The J. Paul Getty Museum on Tuesday purchased a little-known Michelangelo drawing of the Holy Family for $6.27 million, the highest price ever paid at auction for an Old Master drawing, according to Christie's auction house in London. A Munich dealer bid for the museum at Christie's.
"The Holy Family With the Infant Baptist on the Rest on the Flight Into Egypt," drawn around 1530, was sold by Christie's for an unidentified consignor. It is the Getty's first Michelangelo and the best example of the Italian Renaissance master's drawing in the United States outside of New York, according to Getty officials. The only Michelangelo drawing of comparable quality in an American collection is a study for the Sistine Chapel at the Metropolitan Museum of Art in New York.
"The Michelangelo is probably the greatest drawing in our collection," Getty Museum Director John Walsh said of the chalk and ink work, which depicts a meeting of John the Baptist with Mary, Joseph and the Christ child, during the family's escape from Herod's persecution.
"I couldn't be happier," said George Goldner, Getty curator of paintings and drawings. "I've never bought anything for the Getty--and I've bought a lot--that I've been more thrilled about."

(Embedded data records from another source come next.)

use crate::config::FeedConfig;
use crate::error::FeedError;
use crate::models::FlightDetail;
use reqwest::Client;
use std::future::Future;
use std::time::Duration;

/// Where the fleet store gets its data from.
pub trait FlightSource: Send + Sync {
    /// The raw flight list: a JSON array of feed entries.
    fn fetch_flights(&self) -> impl Future<Output = Result<String, FeedError>> + Send;

    /// Full metadata and history for one flight.
    fn fetch_detail(
        &self,
        flight_id: &str,
    ) -> impl Future<Output = Result<FlightDetail, FeedError>> + Send;
}

pub struct FlightProvider {
    client: Client,
    flights_url: String,
    detail_url: String,
}

impl FlightProvider {
    pub fn new(config: &FeedConfig) -> Result<Self, FeedError> {
        Ok(Self {
            client: Client::builder()
                .timeout(Duration::from_secs(config.request_timeout_seconds))
                .build()?,
            flights_url: config.flights_url.clone(),
            detail_url: config.flight_detail_url.clone(),
        })
    }

    fn detail_url_for(&self, flight_id: &str) -> String {
        self.detail_url.replace("{id}", flight_id)
    }
}

impl FlightSource for FlightProvider {
    async fn fetch_flights(&self) -> Result<String, FeedError> {
        let res = self.client.get(&self.flights_url).send().await?;
        if !res.status().is_success() {
            return Err(FeedError::Status(res.status().as_u16()));
        }
        Ok(res.text().await?)
    }

    async fn fetch_detail(&self, flight_id: &str) -> Result<FlightDetail, FeedError> {
        let res = self.client.get(self.detail_url_for(flight_id)).send().await?;
        if !res.status().is_success() {
            return Err(FeedError::Status(res.status().as_u16()));
        }
        let body = res.text().await?;
        Ok(serde_json::from_str(&body)?)
    }
}
//! TUI rendering for fleetwatch.
//!
//! Draws the region dashboard, the wind heatmap of the selected region and a
//! read-only view of the loaded configuration.

use crate::app::{App, ViewMode};
use crate::heatmap::HeatmapGrid;
use ratatui::{
    prelude::*,
    widgets::{canvas::*, *},
};

/// Points drawn per axis at most, whatever the grid resolution.
const HEATMAP_SAMPLES: usize = 120;

/// Renders one frame based on the current application state.
pub fn render(f: &mut Frame, app: &App) {
    match app.view_mode {
        ViewMode::Dashboard => render_dashboard_view(f, app),
        ViewMode::Heatmap => render_heatmap_view(f, app),
        ViewMode::Settings => render_settings_view(f, app),
    }
}

/// Dashboard view: region list (45%) next to fleet telemetry and the
/// selected region's weather.
fn render_dashboard_view(f: &mut Frame, app: &App) {
    let chunks = Layout::default()
        .direction(Direction::Horizontal)
        .constraints([Constraint::Percentage(45), Constraint::Percentage(55)])
        .split(f.size());

    draw_region_sidebar(f, app, chunks[0]);

    let main_chunks = Layout::default()
        .direction(Direction::Vertical)
        .constraints([Constraint::Length(7), Constraint::Min(0)])
        .split(chunks[1]);

    let seconds_ago = app
        .last_update
        .map(|inst| inst.elapsed().as_secs())
        .unwrap_or(0);
    let (status, status_color) = match (app.last_update, app.last_update_success) {
        (None, _) => ("WAITING", Color::DarkGray),
        (Some(_), true) => ("ONLINE", Color::Green),
        (Some(_), false) => ("DEGRADED", Color::Red),
    };
    let bold = Style::default().add_modifier(Modifier::BOLD);

    let stats_content = vec![
        Line::from(vec![
            Span::styled("  FEED: ", bold),
            Span::styled(status, Style::default().fg(status_color)),
            Span::raw("  │  "),
            Span::styled("LAST UPDATE: ", bold),
            Span::raw(format!("{}s ago", seconds_ago)),
        ]),
        Line::from(""),
        Line::from(vec![
            Span::styled("  TRACKED: ", bold),
            Span::styled(app.tracked.to_string(), Style::default().fg(Color::Cyan)),
            Span::raw("  │  "),
            Span::styled("ACTIVE: ", bold),
            Span::styled(app.active.to_string(), Style::default().fg(Color::Cyan)),
            Span::raw("  │  "),
            Span::styled("EVICTED: ", bold),
            Span::raw(app.evicted_total.to_string()),
        ]),
        Line::from(vec![
            Span::styled("  MARKERS: ", bold),
            Span::raw(app.markers.len().to_string()),
            Span::raw("  │  "),
            Span::styled("TRAILS: ", bold),
            Span::raw(app.trail_lines.len().to_string()),
        ]),
    ];
    let stats_block = Paragraph::new(stats_content).block(
        Block::default()
            .title(" Fleet ")
            .borders(Borders::ALL)
            .border_style(Style::default().fg(Color::DarkGray)),
    );
    f.render_widget(stats_block, main_chunks[0]);

    let details = match app.selected_region() {
        Some(row) => vec![
            Line::from(vec![
                Span::styled("Region:   ", bold),
                Span::styled(row.name.as_str(), Style::default().fg(Color::Yellow)),
            ]),
            Line::from(""),
            Line::from(vec![
                Span::styled("Aircraft: ", bold),
                Span::raw(row.count.to_string()),
            ]),
            Line::from(vec![
                Span::styled("Stations: ", bold),
                Span::raw(row.stations.to_string()),
            ]),
            Line::from(vec![
                Span::styled("Windiest: ", bold),
                Span::styled(
                    row.windiest.as_deref().unwrap_or("no gust reports"),
                    Style::default().fg(Color::Magenta),
                ),
            ]),
        ],
        None => vec![Line::from("No regions loaded")],
    };
    let p = Paragraph::new(details).block(
        Block::default()
            .title(" Region ")
            .borders(Borders::ALL)
            .padding(Padding::new(2, 2, 1, 1)),
    );
    f.render_widget(p, main_chunks[1]);
}

fn draw_region_sidebar(f: &mut Frame, app: &App, area: Rect) {
    let items: Vec<ListItem> = app
        .regions
        .iter()
        .enumerate()
        .map(|(i, row)| {
            let style = if i == app.selected_index {
                Style::default()
                    .fg(Color::Cyan)
                    .bg(Color::Rgb(30, 30, 60))
                    .add_modifier(Modifier::BOLD)
            } else {
                Style::default()
            };
            let marker = if row.changed { "*" } else { " " };

            ListItem::new(Line::from(vec![
                Span::styled(format!(" {:<20}", row.name), style),
                Span::styled(format!(" {:>4}{}", row.count, marker), style),
                Span::styled(
                    format!(" │ {}", row.windiest.as_deref().unwrap_or("-")),
                    Style::default().fg(Color::DarkGray),
                ),
            ]))
        })
        .collect();

    let list = List::new(items).block(
        Block::default()
            .title(" Regions ")
            .borders(Borders::ALL)
            .border_type(BorderType::Rounded),
    );
    f.render_widget(list, area);
}

fn render_heatmap_view(f: &mut Frame, app: &App) {
    let area = f.size();
    let chunks = Layout::default()
        .direction(Direction::Horizontal)
        .constraints([Constraint::Percentage(25), Constraint::Percentage(75)])
        .split(area);

    draw_region_sidebar(f, app, chunks[0]);

    let Some((_, handle)) = &app.heatmap else {
        let p = Paragraph::new("No heatmap for this region")
            .alignment(Alignment::Center)
            .block(Block::bordered().title(" Wind "));
        f.render_widget(p, chunks[1]);
        return;
    };

    let grid = handle.read();
    let layers = intensity_layers(&grid);
    let (min_x, min_y) = grid.origin();
    let (extent_x, extent_y) = grid.extent();
    let title = format!(
        " Wind · generation {} · peak {:.0} kt ",
        handle.generation(),
        grid.max_intensity()
    );

    let canvas = Canvas::default()
        .block(Block::bordered().title(title))
        .marker(symbols::Marker::Braille)
        .x_bounds([min_x, min_x + extent_x])
        .y_bounds([min_y, min_y + extent_y])
        .paint(|ctx| {
            for (color, coords) in &layers {
                ctx.draw(&Points { coords, color: *color });
            }
        });
    f.render_widget(canvas, chunks[1]);
}

/// Buckets sampled cells into four colour bands, weakest first.
fn intensity_layers(grid: &HeatmapGrid) -> Vec<(Color, Vec<(f64, f64)>)> {
    let palette = [Color::Blue, Color::Green, Color::Yellow, Color::Red];
    let mut layers: Vec<(Color, Vec<(f64, f64)>)> =
        palette.iter().map(|c| (*c, Vec::new())).collect();

    let peak = grid.max_intensity();
    if peak <= 0.0 {
        return layers;
    }

    let (width, height) = grid.dimensions();
    let step_x = (width / HEATMAP_SAMPLES).max(1);
    let step_y = (height / HEATMAP_SAMPLES).max(1);
    for row in (0..height).step_by(step_y) {
        for col in (0..width).step_by(step_x) {
            let value = grid.value_at(col, row);
            if value <= 0.0 {
                continue;
            }
            let band = (((value / peak) * palette.len() as f32) as usize).min(palette.len() - 1);
            layers[band].1.push(grid.cell_center(col, row));
        }
    }
    layers
}

/// Settings view: the loaded config, read only.
fn render_settings_view(f: &mut Frame, app: &App) {
    let area = f.size();
    let chunks = Layout::default()
        .direction(Direction::Vertical)
        .constraints([Constraint::Length(1), Constraint::Min(10), Constraint::Length(1)])
        .split(area);

    let title = Paragraph::new(" Settings ")
        .style(Style::default().add_modifier(Modifier::BOLD))
        .alignment(Alignment::Center);
    f.render_widget(title, chunks[0]);

    let c = &app.config;
    let rows: Vec<(&str, String)> = vec![
        ("Flight feed             ", c.feed.flights_url.clone()),
        ("Poll interval (s)       ", c.feed.poll_interval_seconds.to_string()),
        ("Stale after (s)         ", c.feed.staleness_threshold_seconds.to_string()),
        ("METAR endpoint          ", c.weather.metar_url.clone()),
        ("Weather refresh (min)   ", c.weather.min_refresh_interval_minutes.to_string()),
        (
            "Retry delay (s)         ",
            format!("{} .. {}", c.weather.retry_delay_seconds, c.weather.max_retry_delay_seconds),
        ),
        (
            "Attempts per region     ",
            c.weather
                .max_attempts_per_region
                .map_or_else(|| "unlimited".to_string(), |n| n.to_string()),
        ),
        ("Region file             ", c.regions.definitions_path.clone()),
        (
            "Heatmap                 ",
            format!("{} cells, radius {}", c.heatmap.resolution, c.heatmap.radius),
        ),
    ];
    let items: Vec<Line> = rows
        .into_iter()
        .map(|(label, value)| {
            Line::from(vec![
                Span::styled(format!("  {} ", label), Style::default().fg(Color::DarkGray)),
                Span::raw(value),
            ])
        })
        .collect();

    let block = Block::default()
        .title(" config.toml ")
        .borders(Borders::ALL)
        .border_type(BorderType::Rounded);
    let inner = block.inner(chunks[1]);
    f.render_widget(block, chunks[1]);
    f.render_widget(Paragraph::new(items), inner);

    let help = Paragraph::new(
        " ↑/↓ select region   1 dashboard   2 heatmap   3 settings   q back/quit",
    )
        .style(Style::default().fg(Color::DarkGray))
        .alignment(Alignment::Center);
    f.render_widget(help, chunks[2]);
}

Since 1981, beginning with the purchase of a Rembrandt drawing of Cleopatra, Goldner has built the museum's renowned collection of about 400 Old Master drawings.
The victory is particularly sweet for Goldner because he had unsuccessfully pursued the drawing before the auction. "The Holy Family" had not been on public display since 1836, but it had been on Goldner's wish list for eight years.
After seeing a reproduction of the Michelangelo in 1985 in Burlington magazine, an art history journal that listed the work's location as unknown, he embarked on a detective mission and found that Eustace Robb, a reclusive British collector, was the owner. But Goldner's efforts to see the drawing were rebuffed, he said. Goldner said he believes the unidentified consignor in Christie's auction inherited the Michelangelo from Robb, who died a few years ago.
The auction house declined to reveal any information about the seller but said the Michelangelo is the finest Old Master drawing to be offered at auction since 1984, when Raphael's "Study of a Man's Head and a Hand" was sold for $4.77 million. Leonardo da Vinci's "Drapery Study" broke that record in 1989, selling for about $5 million.
"The thing I'm happiest about is that the drawing really represents the artist," Goldner said. "We didn't have to compromise to buy a Michelangelo. This is not just an example of his work; this is a wonderful drawing and a powerful image."
Walsh concurred: "It carries across the room, and it speaks Michelangelo's language in the clearest, most forceful way. The Madonna is kneeling with the infant Christ, but there is no cuddling going on. She looks like a goddess, like Aphrodite . . . and Christ is no drooling baby. He is a little athlete. The body language carries the poetry here. These are gods, not because of their attributes but because of their physical beauty and weightiness and (their portrayal of) the ideals of humanity."
The drawing is prized for the complexity of its subject matter, its size (at 11 x 15 3/8 inches, it is large for a drawing from the period) and its intricacy.
"It is worked in black chalk, red chalk and brown ink," Walsh said. "You can see the artist's changes of mind as he went along."
The drawing remained in Michelangelo's family for many years after the artist's death in 1564 and later was owned by the British painter Thomas Lawrence. Samuel Woodburn, Lawrence's principal agent and creditor, took over Lawrence's collection after his death in 1830. He organized a series of exhibitions in 1836, hoping to sell the collection as a unit, but eventually sold a group of Michelangelos, including "The Holy Family," to King William II of Holland. Robb is thought to have inherited the drawing from a family member who acquired it from the Dutch king.
Under British law, the Getty must apply for a license to export the drawing. The British will be given a chance to match the purchase price to keep the work in the country, but the Getty expects no serious problems because British collections are already rich in Michelangelo drawings.